Between your journal and the housekeeper's information I hope you'll be exonerated. Maybe I'm naive but I think it'll all turn out ok because you haven't done anything wrong. If your brother is interviewed by APS (and I would think he would be since he's the one who started all of this) I would think that they will be able to determine that he's unstable and vindictive. And if, at any time, you can get him in trouble for filing a false claim I say do it! And keep that TRO current. Good riddance to bad rubbish!
If you don't understand my experience or feel compassion of the situation, I suggest you find someone else to judge. Thanks.
i cant think of overeacting without recalling marge simpson accusing homer of overeacting. in turn homer accused her of UNDEReacting.
my point? i dont have a point, dont need one.

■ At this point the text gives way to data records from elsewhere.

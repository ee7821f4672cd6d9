use crate::Cli;

/// Print the candidate versions a constraint admits.
#[derive(Clone, Debug, clap::Args)]
#[group(skip)]
pub struct Args {
	/// The constraint.
	#[arg(index = 1)]
	pub constraint: String,

	/// The candidate versions.
	#[arg(index = 2, required = true)]
	pub versions: Vec<String>,
}

impl Cli {
	pub fn command_check(&self, args: Args) -> Result<std::process::ExitCode, crate::Error> {
		let scheme = self.scheme();
		let constraint = scheme.parse_constraint(&args.constraint)?;
		for text in &args.versions {
			let version = scheme.parse_version(text)?;
			if constraint.contains(&version) {
				println!("{version}");
			}
		}
		Ok(std::process::ExitCode::SUCCESS)
	}
}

Perhaps sitting down and writing out an account of everything that has happened. No emotion, no opinions, just fact. Make several copies.
Has APS contacted you? In person? By letter? Phone? You're just going to have to calmly and rationally explain the entire situation to them. Since you have not, in fact, abused your mom then there's nothing for APS to discover. An old classmate of mine used to work for Child Protective Services and he told me that people used the agency to get back at other people all the time and they would discover it in the course of an investigation. If there's been no abuse there's no chance of any proof of abuse being discovered. Unfortunately, your mom's input can't be considered because of the Alzheimer's but I would imagine this isn't the first time a false allegation has been made. Dysfunctional families, siblings fighting over inheritance, etc. I'm sure it happens frequently. It must be very stressful for you just the same and you must be terrified of your caregiving being put under a microscope but you've done nothing wrong. Your brother is a scumbag (sorry). They'll talk to him as well and I'm sure it will all work out ok.
Keep your brother as far away from you and your mom as you can. Is the TRO still in effect? Your brother is a sick and pathetic person and I'm personally offended that he would go out of his way to put you through this. Your life is difficult enough, I'm sure.
Hang in there, honey. Be as cooperative as you possibly can with APS and I would be willing to bet that this will blow over eventually. You're doing the noble thing by caring for your mom and your brother sounds like a total loser.